DIRECTIONS FOR THIS TASK — The answer must be every line of the data that holds the word "StdRng".

Source data:
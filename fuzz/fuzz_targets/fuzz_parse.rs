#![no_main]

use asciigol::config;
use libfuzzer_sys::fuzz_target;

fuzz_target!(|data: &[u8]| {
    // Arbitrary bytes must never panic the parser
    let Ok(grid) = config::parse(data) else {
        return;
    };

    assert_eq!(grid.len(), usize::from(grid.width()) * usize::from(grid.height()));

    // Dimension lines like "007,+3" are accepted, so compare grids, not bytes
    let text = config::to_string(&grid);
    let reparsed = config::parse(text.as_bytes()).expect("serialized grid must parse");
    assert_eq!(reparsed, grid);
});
--
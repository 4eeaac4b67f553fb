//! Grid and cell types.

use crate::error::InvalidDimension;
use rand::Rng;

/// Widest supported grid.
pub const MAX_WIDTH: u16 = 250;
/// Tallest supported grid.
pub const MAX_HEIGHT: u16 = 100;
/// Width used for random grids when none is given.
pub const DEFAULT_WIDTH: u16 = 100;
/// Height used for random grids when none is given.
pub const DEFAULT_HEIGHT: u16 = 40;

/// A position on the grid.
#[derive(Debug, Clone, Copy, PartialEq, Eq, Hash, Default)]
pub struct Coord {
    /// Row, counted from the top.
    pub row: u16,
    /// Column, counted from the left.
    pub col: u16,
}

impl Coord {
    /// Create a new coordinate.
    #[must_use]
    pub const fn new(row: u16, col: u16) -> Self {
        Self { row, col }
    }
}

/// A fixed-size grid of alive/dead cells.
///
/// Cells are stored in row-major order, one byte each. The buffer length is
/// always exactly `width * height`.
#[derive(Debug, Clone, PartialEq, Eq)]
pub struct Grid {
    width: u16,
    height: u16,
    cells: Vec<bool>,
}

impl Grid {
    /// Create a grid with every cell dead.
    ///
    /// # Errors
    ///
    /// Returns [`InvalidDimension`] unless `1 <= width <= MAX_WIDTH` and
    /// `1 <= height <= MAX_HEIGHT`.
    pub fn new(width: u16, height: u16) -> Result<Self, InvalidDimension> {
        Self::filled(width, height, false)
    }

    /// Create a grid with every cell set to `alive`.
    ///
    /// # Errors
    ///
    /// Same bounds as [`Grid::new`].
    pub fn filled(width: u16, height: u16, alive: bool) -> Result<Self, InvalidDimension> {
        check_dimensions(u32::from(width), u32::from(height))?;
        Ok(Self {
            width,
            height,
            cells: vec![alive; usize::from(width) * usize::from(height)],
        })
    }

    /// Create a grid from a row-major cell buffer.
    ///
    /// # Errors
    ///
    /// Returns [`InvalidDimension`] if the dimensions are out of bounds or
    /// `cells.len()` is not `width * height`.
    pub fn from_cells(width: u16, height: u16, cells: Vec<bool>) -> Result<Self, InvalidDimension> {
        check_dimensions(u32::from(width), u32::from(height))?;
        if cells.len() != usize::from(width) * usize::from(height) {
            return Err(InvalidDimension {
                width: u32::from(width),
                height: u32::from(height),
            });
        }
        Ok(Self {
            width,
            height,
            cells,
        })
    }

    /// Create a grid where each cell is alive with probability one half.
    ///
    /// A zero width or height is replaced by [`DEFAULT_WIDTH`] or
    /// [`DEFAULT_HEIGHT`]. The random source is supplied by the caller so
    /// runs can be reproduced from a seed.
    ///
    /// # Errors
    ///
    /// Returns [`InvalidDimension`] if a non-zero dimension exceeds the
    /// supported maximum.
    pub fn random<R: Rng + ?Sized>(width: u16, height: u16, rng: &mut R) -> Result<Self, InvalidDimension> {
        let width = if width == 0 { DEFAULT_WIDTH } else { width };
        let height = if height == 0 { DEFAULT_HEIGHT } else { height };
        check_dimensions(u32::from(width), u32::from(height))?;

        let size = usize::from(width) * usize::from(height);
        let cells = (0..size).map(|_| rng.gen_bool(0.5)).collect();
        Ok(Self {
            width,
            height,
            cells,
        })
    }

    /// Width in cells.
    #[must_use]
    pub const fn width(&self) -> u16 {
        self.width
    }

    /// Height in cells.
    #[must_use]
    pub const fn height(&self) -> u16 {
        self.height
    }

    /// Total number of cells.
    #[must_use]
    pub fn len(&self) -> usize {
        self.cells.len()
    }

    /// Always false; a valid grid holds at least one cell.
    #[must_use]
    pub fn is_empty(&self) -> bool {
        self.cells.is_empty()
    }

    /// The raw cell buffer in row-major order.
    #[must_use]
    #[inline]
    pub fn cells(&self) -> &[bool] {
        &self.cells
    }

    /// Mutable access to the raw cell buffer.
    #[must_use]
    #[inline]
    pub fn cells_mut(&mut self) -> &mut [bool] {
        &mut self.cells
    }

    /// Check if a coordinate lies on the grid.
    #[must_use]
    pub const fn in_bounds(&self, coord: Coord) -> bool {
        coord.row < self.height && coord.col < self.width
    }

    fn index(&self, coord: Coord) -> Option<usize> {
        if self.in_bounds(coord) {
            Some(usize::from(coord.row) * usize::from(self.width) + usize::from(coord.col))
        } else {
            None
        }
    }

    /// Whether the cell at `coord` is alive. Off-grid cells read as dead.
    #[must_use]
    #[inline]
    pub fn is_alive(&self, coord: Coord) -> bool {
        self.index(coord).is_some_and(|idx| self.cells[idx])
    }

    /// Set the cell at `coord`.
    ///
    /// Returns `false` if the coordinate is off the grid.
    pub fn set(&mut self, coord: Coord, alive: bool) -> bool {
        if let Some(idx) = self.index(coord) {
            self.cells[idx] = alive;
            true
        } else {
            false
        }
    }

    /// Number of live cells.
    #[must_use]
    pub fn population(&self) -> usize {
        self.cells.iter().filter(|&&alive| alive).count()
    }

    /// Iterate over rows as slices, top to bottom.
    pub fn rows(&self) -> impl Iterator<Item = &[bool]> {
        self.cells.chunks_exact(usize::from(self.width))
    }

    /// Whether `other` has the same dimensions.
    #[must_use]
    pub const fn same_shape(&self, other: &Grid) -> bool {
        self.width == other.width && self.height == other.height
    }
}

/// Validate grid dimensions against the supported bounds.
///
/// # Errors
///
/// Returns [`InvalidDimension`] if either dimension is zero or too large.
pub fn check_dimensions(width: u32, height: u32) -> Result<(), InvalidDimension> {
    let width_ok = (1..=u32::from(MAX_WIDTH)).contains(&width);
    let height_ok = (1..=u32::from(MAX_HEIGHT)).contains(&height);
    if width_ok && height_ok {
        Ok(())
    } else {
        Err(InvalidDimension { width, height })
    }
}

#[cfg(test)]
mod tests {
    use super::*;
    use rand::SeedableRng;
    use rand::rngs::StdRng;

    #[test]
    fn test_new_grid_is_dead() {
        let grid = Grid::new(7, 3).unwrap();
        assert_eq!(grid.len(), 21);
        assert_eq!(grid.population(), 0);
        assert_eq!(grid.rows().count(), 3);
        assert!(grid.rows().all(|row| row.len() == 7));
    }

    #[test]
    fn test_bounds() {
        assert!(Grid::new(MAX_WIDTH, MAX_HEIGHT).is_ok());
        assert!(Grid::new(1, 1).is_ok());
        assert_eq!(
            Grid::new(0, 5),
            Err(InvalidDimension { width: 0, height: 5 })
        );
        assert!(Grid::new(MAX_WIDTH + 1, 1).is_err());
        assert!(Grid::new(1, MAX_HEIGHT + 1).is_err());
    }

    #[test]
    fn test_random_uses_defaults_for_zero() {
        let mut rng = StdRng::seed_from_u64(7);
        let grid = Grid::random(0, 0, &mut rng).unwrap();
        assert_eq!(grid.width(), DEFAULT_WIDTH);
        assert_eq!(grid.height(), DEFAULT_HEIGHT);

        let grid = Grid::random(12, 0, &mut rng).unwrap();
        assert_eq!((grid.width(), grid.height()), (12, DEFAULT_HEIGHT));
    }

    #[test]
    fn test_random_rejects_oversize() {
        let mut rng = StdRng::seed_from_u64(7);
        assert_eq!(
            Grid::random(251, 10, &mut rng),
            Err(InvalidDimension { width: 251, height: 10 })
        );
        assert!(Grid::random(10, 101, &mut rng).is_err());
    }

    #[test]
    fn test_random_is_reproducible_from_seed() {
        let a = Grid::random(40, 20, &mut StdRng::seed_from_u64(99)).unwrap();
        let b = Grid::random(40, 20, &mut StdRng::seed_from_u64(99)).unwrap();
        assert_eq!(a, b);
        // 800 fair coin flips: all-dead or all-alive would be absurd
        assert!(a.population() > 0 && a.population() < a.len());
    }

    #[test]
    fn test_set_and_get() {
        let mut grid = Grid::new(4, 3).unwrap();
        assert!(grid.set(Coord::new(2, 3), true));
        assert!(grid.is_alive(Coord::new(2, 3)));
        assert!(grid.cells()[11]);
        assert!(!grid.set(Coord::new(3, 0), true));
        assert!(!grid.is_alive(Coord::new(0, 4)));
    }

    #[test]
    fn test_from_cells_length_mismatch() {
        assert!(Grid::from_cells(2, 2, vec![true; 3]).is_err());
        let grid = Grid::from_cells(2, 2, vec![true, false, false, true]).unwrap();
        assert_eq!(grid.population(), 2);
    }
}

WORKED SOLUTION —
    use rand::rngs::StdRng;
        let mut rng = StdRng::seed_from_u64(7);
        let mut rng = StdRng::seed_from_u64(7);
        let a = Grid::random(40, 20, &mut StdRng::seed_from_u64(99)).unwrap();
        let b = Grid::random(40, 20, &mut StdRng::seed_from_u64(99)).unwrap();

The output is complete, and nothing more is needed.